Obviously, dance is something else that I delight in and I’ve been spending some time thinking about how I might bring some dance art discussion to DA’s other educational offerings. Reading dance books and biographies was definitely a first thought but past experiences, like chatting live during a Misnomer Dance Theatre performance in 2008, seeing the encouraging level of participation recently during PNB’s Internet broadcast of Giselle, and the increased availability of downloadable dance performance by “arts ambassadors for the future,” TenduTV, inspire me to consider video as well.
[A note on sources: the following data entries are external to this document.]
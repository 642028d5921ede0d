//! Simulated delivery transport.
//!
//! Stands in for a real mail/push provider: sleeps a configured latency, then
//! succeeds with a configured probability. This is the one place
//! non-determinism is deliberately injected so the retry path gets exercised.

use super::{AttemptResult, DeliveryTransport};
use crate::config::DeliveryConfig;
use crate::models::NotificationRecord;
use async_trait::async_trait;
use rand::Rng;
use std::time::{Duration, Instant};
use tracing::debug;

/// Probabilistic transport simulating a real provider call
///
/// # Example
/// ```ignore
/// let transport = SimulatedTransport::new(&config);
/// let result = transport.attempt(&record).await;
/// ```
pub struct SimulatedTransport {
    latency: Duration,
    success_rate: f64,
}

impl SimulatedTransport {
    /// Creates a transport with the latency and success rate from `config`.
    pub fn new(config: &DeliveryConfig) -> Self {
        Self {
            latency: config.simulated_latency(),
            success_rate: config.success_rate,
        }
    }
}

#[async_trait]
impl DeliveryTransport for SimulatedTransport {
    async fn attempt(&self, record: &NotificationRecord) -> AttemptResult {
        let start = Instant::now();

        // Simulated provider round-trip
        tokio::time::sleep(self.latency).await;

        let success = rand::rng().random_bool(self.success_rate);
        let duration_ms = start.elapsed().as_millis() as u64;

        debug!(
            id = %record.id,
            channel = %record.channel,
            success,
            "simulated delivery attempt"
        );

        if success {
            AttemptResult::ok(duration_ms)
        } else {
            AttemptResult::error("simulated transport failure", duration_ms)
        }
    }

    fn name(&self) -> &'static str {
        "simulated"
    }
}
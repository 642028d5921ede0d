//! Logger Module
//!
//! Console logging based on `tracing-subscriber`, with the filter directive
//! taken from configuration. Delivery logging is an observability side effect
//! only; nothing in the engine's contract depends on it.

use std::io::IsTerminal;
use tracing_subscriber::{EnvFilter, fmt, layer::SubscriberExt, util::SubscriberInitExt};

/// Initialize console logging with the given filter directive
///
/// Falls back to `info` if the directive cannot be parsed.
///
/// # Errors
///
/// Returns an error if a global subscriber is already installed.
pub fn init(level: &str) -> anyhow::Result<()> {
    let filter = EnvFilter::try_new(level).unwrap_or_else(|_| EnvFilter::new("info"));

    let is_tty = std::io::stdout().is_terminal();

    tracing_subscriber::registry()
        .with(filter)
        .with(
            fmt::layer()
                .with_ansi(is_tty)
                .with_target(true)
                .with_level(true),
        )
        .try_init()?;

    Ok(())
}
What I like about the email book club I joined is its accessibility. Within the group there are a wide range of ages (though admittedly lopsided in gender) and quite a range of literary interests. Some read and discuss more critically than others. Some clearly enjoy certain genres more than others. But somehow everyone feels free to join in and discover new things in the process.
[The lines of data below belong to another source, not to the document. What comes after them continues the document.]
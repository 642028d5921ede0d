//! Notification data model.
//!
//! This module provides the record type tracked by the delivery engine's log,
//! the closed channel/status enums, and the aggregate types derived from the
//! log (stats, multi-channel outcomes).

use jiff::Timestamp;
use serde::{Deserialize, Serialize};
use std::fmt;
use uuid::Uuid;

// ============================================================================
// Enums
// ============================================================================

/// Delivery channel for a notification
///
/// Closed set: extending it is a design change, not configuration.
#[derive(Debug, Clone, Copy, PartialEq, Eq, Hash, Serialize, Deserialize)]
#[serde(rename_all = "lowercase")]
pub enum Channel {
    Email,
    Push,
}

impl Channel {
    pub fn as_str(&self) -> &'static str {
        match self {
            Channel::Email => "email",
            Channel::Push => "push",
        }
    }
}

impl fmt::Display for Channel {
    fn fmt(&self, f: &mut fmt::Formatter<'_>) -> fmt::Result {
        f.write_str(self.as_str())
    }
}

/// Delivery lifecycle status of a notification record
#[derive(Debug, Clone, Copy, PartialEq, Eq, Serialize, Deserialize)]
#[serde(rename_all = "lowercase")]
pub enum NotificationStatus {
    Pending,
    Sent,
    Failed,
}

impl NotificationStatus {
    pub fn as_str(&self) -> &'static str {
        match self {
            NotificationStatus::Pending => "pending",
            NotificationStatus::Sent => "sent",
            NotificationStatus::Failed => "failed",
        }
    }

    /// Whether the status is terminal (`Sent` or `Failed`).
    ///
    /// A record in a terminal status is never mutated again.
    pub fn is_terminal(&self) -> bool {
        matches!(self, NotificationStatus::Sent | NotificationStatus::Failed)
    }
}

impl fmt::Display for NotificationStatus {
    fn fmt(&self, f: &mut fmt::Formatter<'_>) -> fmt::Result {
        f.write_str(self.as_str())
    }
}

// ============================================================================
// Records
// ============================================================================

/// One notification's delivery lifecycle
///
/// Identity fields (`id`, `channel`, `recipient`, `subject`, `message`,
/// `created_at`) are fixed at creation. Only `status` and `retry_count` change
/// afterwards, and only from the retry loop that owns the record:
/// `retry_count` never decreases and never exceeds the configured maximum,
/// `status` only moves from `Pending` to a terminal value.
#[derive(Debug, Clone, PartialEq, Serialize, Deserialize)]
pub struct NotificationRecord {
    /// Unique record id, assigned at creation
    pub id: Uuid,
    /// Delivery channel
    pub channel: Channel,
    /// Opaque recipient identifier; address resolution is the transport's job
    pub recipient: String,
    /// Optional subject, only meaningful for channels that render one
    pub subject: Option<String>,
    /// Message body
    pub message: String,
    /// Current lifecycle status
    pub status: NotificationStatus,
    /// Number of delivery attempts already made
    pub retry_count: u32,
    /// Creation time
    pub created_at: Timestamp,
}

impl NotificationRecord {
    /// Creates a fresh `Pending` record with a generated id.
    pub(crate) fn new(
        channel: Channel,
        recipient: String,
        message: String,
        subject: Option<String>,
    ) -> Self {
        Self {
            id: Uuid::new_v4(),
            channel,
            recipient,
            subject,
            message,
            status: NotificationStatus::Pending,
            retry_count: 0,
            created_at: Timestamp::now(),
        }
    }
}

// ============================================================================
// Aggregates
// ============================================================================

/// Aggregate counts over the notification log
///
/// Derived by scanning the log at call time; `total` always equals
/// `sent + failed + pending`.
#[derive(Debug, Clone, Copy, Default, PartialEq, Eq, Serialize, Deserialize)]
pub struct NotificationStats {
    pub total: usize,
    pub sent: usize,
    pub failed: usize,
    pub pending: usize,
}

/// Per-channel outcome of a multi-channel fan-out
///
/// Each flag is the result of that channel's independent `send`.
#[derive(Debug, Clone, Copy, PartialEq, Eq, Serialize, Deserialize)]
pub struct MultiChannelOutcome {
    pub email: bool,
    pub push: bool,
}

#[cfg(test)]
mod tests {
    use super::*;

    #[test]
    fn test_new_record_is_pending() {
        let record = NotificationRecord::new(
            Channel::Email,
            "user-1".to_string(),
            "hello".to_string(),
            None,
        );

        assert_eq!(record.status, NotificationStatus::Pending);
        assert_eq!(record.retry_count, 0);
        assert!(record.subject.is_none());
        assert!(!record.status.is_terminal());
    }

    #[test]
    fn test_display_names() {
        assert_eq!(Channel::Email.to_string(), "email");
        assert_eq!(Channel::Push.to_string(), "push");
        assert_eq!(NotificationStatus::Pending.to_string(), "pending");
        assert_eq!(NotificationStatus::Sent.to_string(), "sent");
        assert_eq!(NotificationStatus::Failed.to_string(), "failed");
    }

    #[test]
    fn test_terminal_statuses() {
        assert!(NotificationStatus::Sent.is_terminal());
        assert!(NotificationStatus::Failed.is_terminal());
        assert!(!NotificationStatus::Pending.is_terminal());
    }
}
IMAGE Delight in Dance - Terpsichorus IMAGEIn that spirit, I’d like to introduce to you, Terpsichorus.

Delight in Dance

In Greek mythology Terpsichore is the muse of lyrical poetry and dance but the word more literally means, “delighting in dancing”.  You might also know that a Greek chorus is a group of performers who comment on the action within a play.
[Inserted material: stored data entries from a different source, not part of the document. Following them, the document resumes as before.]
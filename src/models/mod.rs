mod notification;

pub use notification::{
    Channel, MultiChannelOutcome, NotificationRecord, NotificationStats, NotificationStatus,
};
//! Scripted delivery transport for deterministic testing.
//!
//! Outcomes are programmed per channel ahead of time; each attempt consumes
//! the next scripted outcome for its channel, falling back to a channel
//! default and then the global default once the script is exhausted.

use super::{AttemptResult, DeliveryTransport};
use crate::models::{Channel, NotificationRecord};
use async_trait::async_trait;
use std::collections::{HashMap, VecDeque};
use std::sync::Mutex;
use std::sync::atomic::{AtomicUsize, Ordering};

/// Deterministic transport driven by programmed outcome sequences
///
/// # Example
/// ```ignore
/// // Fail the first two email attempts, then succeed on everything.
/// let transport = ScriptedTransport::new(true)
///     .with_script(Channel::Email, [false, false, true]);
/// ```
pub struct ScriptedTransport {
    scripts: Mutex<HashMap<Channel, VecDeque<bool>>>,
    channel_defaults: HashMap<Channel, bool>,
    default_outcome: bool,
    attempts: AtomicUsize,
}

impl ScriptedTransport {
    /// Creates a transport whose every attempt yields `default_outcome`.
    pub fn new(default_outcome: bool) -> Self {
        Self {
            scripts: Mutex::new(HashMap::new()),
            channel_defaults: HashMap::new(),
            default_outcome,
            attempts: AtomicUsize::new(0),
        }
    }

    /// Queues an outcome sequence for `channel`, consumed one per attempt.
    pub fn with_script(self, channel: Channel, outcomes: impl IntoIterator<Item = bool>) -> Self {
        self.scripts
            .lock()
            .expect("script lock poisoned")
            .entry(channel)
            .or_default()
            .extend(outcomes);
        self
    }

    /// Fixes the fallback outcome for `channel` once its script runs out.
    pub fn with_channel_default(mut self, channel: Channel, outcome: bool) -> Self {
        self.channel_defaults.insert(channel, outcome);
        self
    }

    /// Total number of attempts made through this transport.
    pub fn attempts(&self) -> usize {
        self.attempts.load(Ordering::SeqCst)
    }

    fn next_outcome(&self, channel: Channel) -> bool {
        let mut scripts = self.scripts.lock().expect("script lock poisoned");
        scripts
            .get_mut(&channel)
            .and_then(|queue| queue.pop_front())
            .or_else(|| self.channel_defaults.get(&channel).copied())
            .unwrap_or(self.default_outcome)
    }
}

#[async_trait]
impl DeliveryTransport for ScriptedTransport {
    async fn attempt(&self, record: &NotificationRecord) -> AttemptResult {
        self.attempts.fetch_add(1, Ordering::SeqCst);

        if self.next_outcome(record.channel) {
            AttemptResult::ok(0)
        } else {
            AttemptResult::error("scripted failure", 0)
        }
    }

    fn name(&self) -> &'static str {
        "scripted"
    }
}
Terpsichorus is a dance discussion project. It’s still a work in progress – one that I hope will continue to define itself – but I’m joining up with a couple of pals to work together with me as this little venture comes into its own.

One of those pals is someone you may already know, You Dance Funny writer and Top Dance blogger, Steve Ha. He definitely delights in discussion of dance performance. Another is long-time Dance Advantage friend and follower, Robin Mahboeb. She’s not a blogger but a dance teacher who we know delights in a good dance book.

One step at a time

The only way I know to begin is to just begin it!

Our first selection will be Entity by Wayne McGregor: Random Dance.

When we’ll open discussion.

Download/purchase and watch anytime… starting now. On February 24th [Read more…]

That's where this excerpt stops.